John Rodzvilla is a Malden-based artist who also works for a Cambridge publishing house. He is an active member of several online mail art communities. He has participated in several mail art shows around the country and other local group shows. Recently he has been working on paintings based on microscopic organisms and maintains a general interest website- guttertype.com.

Roots & Rhizomes

Winter is a time for sleep. I find myself going to bed earlier, waking up later, needing more coffee to make it through the day. On weekend mornings, I would much rather stay under the thick down comforter than get up and walk on the cold wood floor. Even just to go get the mail I need to Dress in layers- sweaters, heavy wool coats, gloves, hats, boots. Winter forces preparation in order to go about our daily lives. There’s no quick start to the day, but long deliberate decision on what to do and how to traverse icy roads.
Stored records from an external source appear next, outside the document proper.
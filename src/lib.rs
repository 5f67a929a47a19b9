pub mod adapters;
#[cfg(feature = "cli")]
pub mod app;
pub mod config;
pub mod core;
pub mod domain;
pub mod utils;

#[cfg(feature = "cli")]
pub use crate::config::CliConfig;

pub use crate::adapters::LocalStorage;
pub use crate::config::toml_config::PromptConfig;
pub use crate::core::asset::{
    security_review_prompt, security_review_prompt_path, EMBEDDED_SECURITY_REVIEW_PROMPT,
    SECURITY_REVIEW_PROMPT, SECURITY_REVIEW_PROMPT_NAME, SECURITY_REVIEW_PROMPT_PATH,
};
pub use crate::core::catalog::PromptCatalog;
pub use crate::core::loader::{load_text, load_text_async, PromptLoader};
pub use crate::domain::model::{LoadedPrompt, PromptAsset};
pub use crate::utils::error::{PromptError, Result};
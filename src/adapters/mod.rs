// Adapters layer: concrete implementations of the domain ports.

pub mod storage;

pub use storage::LocalStorage;
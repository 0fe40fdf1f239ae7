//! The immutable routing-resource graph.
//!
//! Nodes and PIPs are stored in flat arenas and refer to each other by
//! [`NodeId`]/[`PipId`]. A [`GraphBuilder`] is the only way to populate a
//! graph; once built, the [`RoutingGraph`] is read-only.

use std::collections::HashMap;

use pipweave_common::{Ident, Interner};
use serde::{Deserialize, Serialize};

use crate::ids::{NodeId, PipId};
use crate::tile_key::TileKey;

/// A physical site pin reachable from a routing node.
#[derive(Clone, Copy, PartialEq, Eq, PartialOrd, Ord, Hash, Debug, Serialize, Deserialize)]
pub struct SitePin {
    /// The site exposing the pin.
    pub site: TileKey,
    /// The pin name within the site.
    pub pin: Ident,
}

/// A wire segment, identified by its tile and wire name.
#[derive(Clone, Debug, Serialize, Deserialize)]
pub struct Node {
    /// Tile the node is named relative to.
    pub tile: TileKey,
    /// Wire name within the tile.
    pub name: Ident,
    /// PIPs driving this node.
    pub uphill: Vec<PipId>,
    /// PIPs driven by this node.
    pub downhill: Vec<PipId>,
    /// Site pins attached to this node.
    pub pins: Vec<SitePin>,
}

impl Node {
    fn new(tile: TileKey, name: Ident) -> Self {
        Self {
            tile,
            name,
            uphill: Vec::new(),
            downhill: Vec::new(),
            pins: Vec::new(),
        }
    }

    /// Returns whether any site pin is attached to this node.
    pub fn has_pins(&self) -> bool {
        !self.pins.is_empty()
    }
}

/// A programmable interconnect point: a switchable edge between two nodes.
#[derive(Clone, Debug, Serialize, Deserialize)]
pub struct Pip {
    /// Tile the PIP belongs to.
    pub tile: TileKey,
    /// PIP name within its tile, `None` for anonymous external edges.
    pub name: Option<Ident>,
    /// Driving node.
    pub src: NodeId,
    /// Driven node.
    pub dst: NodeId,
    /// Whether the PIP may be used in either direction.
    pub bidirectional: bool,
    /// Whether the PIP may be chosen as a routing target.
    pub is_fuzz_target: bool,
}

/// The device routing graph.
#[derive(Debug, Default)]
pub struct RoutingGraph {
    nodes: Vec<Node>,
    pips: Vec<Pip>,
    node_index: HashMap<(TileKey, Ident), NodeId>,
}

impl RoutingGraph {
    /// Returns the node with the given ID.
    pub fn node(&self, id: NodeId) -> &Node {
        &self.nodes[id.index()]
    }

    /// Returns the PIP with the given ID.
    pub fn pip(&self, id: PipId) -> &Pip {
        &self.pips[id.index()]
    }

    /// Number of nodes in the graph.
    pub fn node_count(&self) -> usize {
        self.nodes.len()
    }

    /// Number of PIPs in the graph.
    pub fn pip_count(&self) -> usize {
        self.pips.len()
    }

    /// Iterates over all nodes in ID order.
    pub fn nodes(&self) -> impl Iterator<Item = (NodeId, &Node)> {
        self.nodes
            .iter()
            .enumerate()
            .map(|(i, n)| (NodeId::from_raw(i as u32), n))
    }

    /// Iterates over all PIPs in ID order.
    pub fn pips(&self) -> impl Iterator<Item = (PipId, &Pip)> {
        self.pips
            .iter()
            .enumerate()
            .map(|(i, p)| (PipId::from_raw(i as u32), p))
    }

    /// Looks up a node by tile and wire name.
    pub fn find_node(&self, tile: TileKey, name: Ident) -> Option<NodeId> {
        self.node_index.get(&(tile, name)).copied()
    }

    /// Renders a node as `TILE/WIRE`.
    pub fn node_name(&self, id: NodeId, interner: &Interner) -> String {
        let node = self.node(id);
        format!(
            "{}/{}",
            node.tile.render(interner),
            interner.resolve(node.name)
        )
    }

    /// Sites with a pin on both endpoints of `pip`, sorted and deduplicated.
    ///
    /// Using such a PIP routes through the site.
    pub fn shared_sites(&self, pip: PipId) -> Vec<TileKey> {
        let pip = self.pip(pip);
        let dst_pins = &self.node(pip.dst).pins;
        let mut sites: Vec<TileKey> = self
            .node(pip.src)
            .pins
            .iter()
            .filter(|sp| dst_pins.iter().any(|dp| dp.site == sp.site))
            .map(|sp| sp.site)
            .collect();
        sites.sort();
        sites.dedup();
        sites
    }
}

/// Incrementally assembles a [`RoutingGraph`].
#[derive(Debug, Default)]
pub struct GraphBuilder {
    graph: RoutingGraph,
}

impl GraphBuilder {
    /// Creates an empty builder.
    pub fn new() -> Self {
        Self::default()
    }

    /// Returns the node for `(tile, name)`, creating it on first mention.
    pub fn node(&mut self, tile: TileKey, name: Ident) -> NodeId {
        let RoutingGraph {
            nodes, node_index, ..
        } = &mut self.graph;
        *node_index.entry((tile, name)).or_insert_with(|| {
            let id = NodeId::from_raw(nodes.len() as u32);
            nodes.push(Node::new(tile, name));
            id
        })
    }

    /// Adds a PIP from `src` to `dst` and links it into both nodes.
    pub fn add_pip(
        &mut self,
        tile: TileKey,
        name: Option<Ident>,
        src: NodeId,
        dst: NodeId,
        bidirectional: bool,
    ) -> PipId {
        let id = PipId::from_raw(self.graph.pips.len() as u32);
        self.graph.pips.push(Pip {
            tile,
            name,
            src,
            dst,
            bidirectional,
            is_fuzz_target: name.is_some(),
        });
        self.graph.nodes[src.index()].downhill.push(id);
        self.graph.nodes[dst.index()].uphill.push(id);
        id
    }

    /// Attaches a site pin to a node.
    pub fn add_site_pin(&mut self, node: NodeId, site: TileKey, pin: Ident) {
        self.graph.nodes[node.index()]
            .pins
            .push(SitePin { site, pin });
    }

    /// Finishes construction.
    pub fn build(self) -> RoutingGraph {
        self.graph
    }
}

#[cfg(test)]
mod tests {
    use super::*;

    fn key(interner: &mut Interner, name: &str) -> TileKey {
        TileKey::parse(interner, name)
    }

    #[test]
    fn node_is_created_once() {
        let mut interner = Interner::new();
        let tile = key(&mut interner, "INT_X0Y0");
        let wire = interner.get_or_intern("EE2_E_BEG0");
        let mut builder = GraphBuilder::new();
        let a = builder.node(tile, wire);
        let b = builder.node(tile, wire);
        assert_eq!(a, b);
        let graph = builder.build();
        assert_eq!(graph.node_count(), 1);
        assert_eq!(graph.find_node(tile, wire), Some(a));
    }

    #[test]
    fn pip_links_both_nodes() {
        let mut interner = Interner::new();
        let tile = key(&mut interner, "INT_X0Y0");
        let w0 = interner.get_or_intern("W0");
        let w1 = interner.get_or_intern("W1");
        let pname = interner.get_or_intern("W0->W1");
        let mut builder = GraphBuilder::new();
        let a = builder.node(tile, w0);
        let b = builder.node(tile, w1);
        let p = builder.add_pip(tile, Some(pname), a, b, false);
        let graph = builder.build();

        assert_eq!(graph.node(a).downhill, vec![p]);
        assert_eq!(graph.node(b).uphill, vec![p]);
        assert!(graph.node(a).uphill.is_empty());
        assert!(graph.pip(p).is_fuzz_target);
        assert_eq!(graph.pip_count(), 1);
    }

    #[test]
    fn anonymous_pip_is_not_a_target() {
        let mut interner = Interner::new();
        let tile = key(&mut interner, "INT_X0Y0");
        let w0 = interner.get_or_intern("W0");
        let w1 = interner.get_or_intern("W1");
        let mut builder = GraphBuilder::new();
        let a = builder.node(tile, w0);
        let b = builder.node(tile, w1);
        let p = builder.add_pip(tile, None, a, b, false);
        let graph = builder.build();
        assert!(!graph.pip(p).is_fuzz_target);
    }

    #[test]
    fn node_name_renders_tile_and_wire() {
        let mut interner = Interner::new();
        let tile = key(&mut interner, "CLEL_R_X12Y34");
        let wire = interner.get_or_intern("CLE_CLE_L_SITE_0_A_O");
        let mut builder = GraphBuilder::new();
        let n = builder.node(tile, wire);
        let graph = builder.build();
        assert_eq!(
            graph.node_name(n, &interner),
            "CLEL_R_X12Y34/CLE_CLE_L_SITE_0_A_O"
        );
    }

    #[test]
    fn shared_sites_requires_both_endpoints() {
        let mut interner = Interner::new();
        let tile = key(&mut interner, "CLEL_R_X0Y0");
        let slice0 = key(&mut interner, "SLICE_X0Y0");
        let slice1 = key(&mut interner, "SLICE_X1Y0");
        let a1 = interner.get_or_intern("A1");
        let a_o = interner.get_or_intern("A_O");
        let w0 = interner.get_or_intern("W0");
        let w1 = interner.get_or_intern("W1");
        let mut builder = GraphBuilder::new();
        let a = builder.node(tile, w0);
        let b = builder.node(tile, w1);
        builder.add_site_pin(a, slice0, a1);
        builder.add_site_pin(a, slice1, a1);
        builder.add_site_pin(b, slice0, a_o);
        let p = builder.add_pip(tile, None, a, b, false);
        let graph = builder.build();

        assert_eq!(graph.shared_sites(p), vec![slice0]);
        assert!(graph.node(a).has_pins());
    }

    #[test]
    fn iterators_follow_id_order() {
        let mut interner = Interner::new();
        let tile = key(&mut interner, "INT_X0Y0");
        let mut builder = GraphBuilder::new();
        for i in 0..4 {
            let w = interner.get_or_intern(&format!("W{i}"));
            builder.node(tile, w);
        }
        let graph = builder.build();
        let ids: Vec<u32> = graph.nodes().map(|(id, _)| id.as_raw()).collect();
        assert_eq!(ids, vec![0, 1, 2, 3]);
    }
}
The rest of nature sees this as foolish. Why not stay inside and sleep; conserve energy; wait for spring? The trees are silent in their disapproval. Only the hare and a few foolish starlings or the neglected stray cat cross the snow-covered yard, their tracks leaving records of where they’ve been.

Beneath the snow, beneath the leaves and the grass and the topsoil studded with small rocks, there is still some movement. The roots and bulbs of plants send out tentative shoots to pull nutrients and water in. This underground world is the real world of the winter. It is our deep unconscious allowed more time to dream. It is the burrows of the rabbits and moles lost in hibernation. Beneath the surface, winter’s cold and blinding snow cannot reach and life goes on slowly, quietly; preparing for the show in spring.

This series of collages uses pages from old pulp novels to create a system of roots and rhizomes. They are maps of my unconscious, the bulbs my thoughts and images, the sentences roots that connect ideas and the runners that eventually bring them to the surface. This is a map of the creative process represented by organic forms that feed us throughout the winter (Potatoes and ginger seem to taste better in December and January than in June and July, don’t they?)